While the title was a masterpiece of the time, video games always contain bugs, and DD was no exception. The most famous of these bugs has to do with the way enemies attack the player. Sportingly, enemies will not attack when the player’s back is turned, but will instead walk up to them and try to move past so they can get at the player from the front. Thus, by standing with your back to a bad guy, it was possible to simply lie in wait and take them down when they get close, without the need to worry about being attacked (And that, kids, is how the idea for Michael Jackson's "Moonwalker" Arcade game was born...)

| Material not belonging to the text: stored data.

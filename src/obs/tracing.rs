// crates.io
use tracing::{Instrument, instrument::Instrumented};
// self
use crate::{_prelude::*, obs::FlowKind};

/// Span wrapper used by coordinator flows.
#[derive(Clone, Debug)]
pub struct FlowSpan {
	span: tracing::Span,
}
impl FlowSpan {
	/// Creates a new span tagged with the provided flow kind + stage.
	pub fn new(kind: FlowKind, stage: &'static str) -> Self {
		let span =
			tracing::info_span!("oauth2_refresh_coordinator.flow", flow = kind.as_str(), stage);

		Self { span }
	}

	/// Instruments an async block without holding a guard across `.await` points.
	pub fn instrument<Fut>(&self, fut: Fut) -> Instrumented<Fut>
	where
		Fut: Future,
	{
		fut.instrument(self.span.clone())
	}
}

Being an arcade mainstay, points were always an important part of the Double Dragon experience. While everyone is under the impression that the world record is held by the aptly named Jimmy from the infallible video game movie, The Wizard, the true master of Double Dragon is Jason Wilson, who currently holds the official points record for this game with a 171,210 total he put up on July 24, 1999.
The quest for more points was just one of the factors that made the game was such a huge hit in the arcades of America and Japan, and when the home versions finally came out, the rear side of the package advertised, 'You'll never have to stand in line to play Double Dragon again!' Advertising the fact that the game was so popular that it became "inconvenient" was a strange but true testament to the game’s glorious run in the late eighties.
All in all, Double Dragon would eventually become the prime inspiration for an entirely new genre, with classics such as Final Fight and Streets of Fury owing a huge debt of gratitude to the Technos legend.